C.O.3 Efficacy of cardiac actin over-expression therapy for ACTA1 disease seems mutation specific

Abstract Around 200 different mutations in the skeletal muscle actin gene ( ACTA1 ) are known to cause myopathies with various pathologies (e.g. actin aggregates, nemaline bodies, intranuclear rods, cores, caps, and zebra bodies). Developing therapeutic approaches targeting specific mutations is therefore daunting. Cardiac actin (ACTC; the major actin isoform in adult heart) is 99% identical to ACTA1 protein, and plays an important role in fetal skeletal muscle. Thus we hypothesized ACTC might effectively substitute for ACTA1 in postnatal skeletal muscle. Confirming this, we previously showed that the early lethality of a recessive ACTA1 disease model ( Acta1 knock-out mice) could be rescued by transgenic ACTC over-expression in post-natal skeletal muscles.

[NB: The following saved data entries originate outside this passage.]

//! JSON Schema validation for content documents

use anyhow::{Result, anyhow};
use jsonschema::Validator;
use serde_json::Value;

/// Compiled schema for one content document
pub struct ContentSchema {
    validator: Validator,
}

impl ContentSchema {
    /// Compile the schema embedded in the binary
    pub fn embedded() -> Result<Self> {
        let schema_str = include_str!("../../docs/content.schema.json");
        let schema: Value = serde_json::from_str(schema_str)
            .map_err(|e| anyhow!("Failed to parse embedded JSON schema: {e}"))?;

        let validator = jsonschema::validator_for(&schema)
            .map_err(|e| anyhow!("Failed to compile JSON schema: {e}"))?;

        Ok(Self { validator })
    }

    /// Validate a document, naming `source` in the error
    pub fn validate(&self, source: &str, document: &Value) -> Result<()> {
        let error_messages: Vec<String> = self
            .validator
            .iter_errors(document)
            .map(|e| format!("  - {e}"))
            .collect();

        if !error_messages.is_empty() {
            return Err(anyhow!(
                "Content document '{source}' does not match the schema:\n{}",
                error_messages.join("\n")
            ));
        }

        Ok(())
    }
}

#[cfg(test)]
#[expect(clippy::unwrap_used, reason = "This is a test module")]
mod tests {
    use super::*;
    use serde_json::json;

    #[test]
    fn accepts_each_document_kind() {
        let schema = ContentSchema::embedded().unwrap();
        schema
            .validate("me", &json!({"type": "document", "text": "hi"}))
            .unwrap();
        schema
            .validate(
                "blog",
                &json!({"type": "collection", "entries": {"post1.txt": {"title": "x"}}}),
            )
            .unwrap();
        schema
            .validate("site", &json!({"type": "site", "user": "a", "host": "b"}))
            .unwrap();
    }

    #[test]
    fn accepts_unknown_entry_fields() {
        let schema = ContentSchema::embedded().unwrap();
        schema
            .validate(
                "blog",
                &json!({"type": "collection", "entries": {"post.txt": {"title": "Blog", "year": "2025"}}}),
            )
            .unwrap();
    }

    #[test]
    fn rejects_non_text_entry_fields() {
        let schema = ContentSchema::embedded().unwrap();
        let err = schema
            .validate(
                "blog",
                &json!({"type": "collection", "entries": {"post1.txt": {"title": 5}}}),
            )
            .unwrap_err();
        assert!(err.to_string().contains("'blog'"));
    }

    #[test]
    fn rejects_document_without_text() {
        let schema = ContentSchema::embedded().unwrap();
        assert!(schema.validate("me", &json!({"type": "document"})).is_err());
    }
}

Experimental and anecdotal evidence indicates that dominant ACTA1 disease is modulated by the relative amount of mutant ACTA1 protein. We thus investigated harnessing over-expression of ACTC in an attempt to decrease the proportion of mutant ACTA1 in the total striated actin pool, as a candidate therapy. We bred ACTC over-expressing mice with a severe mouse model of dominant ACTA1 disease ( ACTA1 (D286G). Acta1 +/−). Usually ∼67% of mice in this line present with paralysis of the hind limbs, dying before 30 days of age, whilst only ∼11% showed the same phenotype when also expressing ACTC. Thus ACTC over-expression produces a significant amelioration of this disease phenotype. We also bred ACTC over-expressing mice with the dominant Acta1 (H40Y) mouse model. Male mice in this line exhibit a decreased lifespan, with ∼50% dying by 9 weeks of age, and a further 30% dying by 5 months of age. Transgenic over-expression of ACTC did not significantly alter their mortality rate. These data indicate that in addition to being effective for recessive ACTA1 mutations, cardiac actin over-expression might be therapeutic for some dominant ACTA1 mutations, but not others.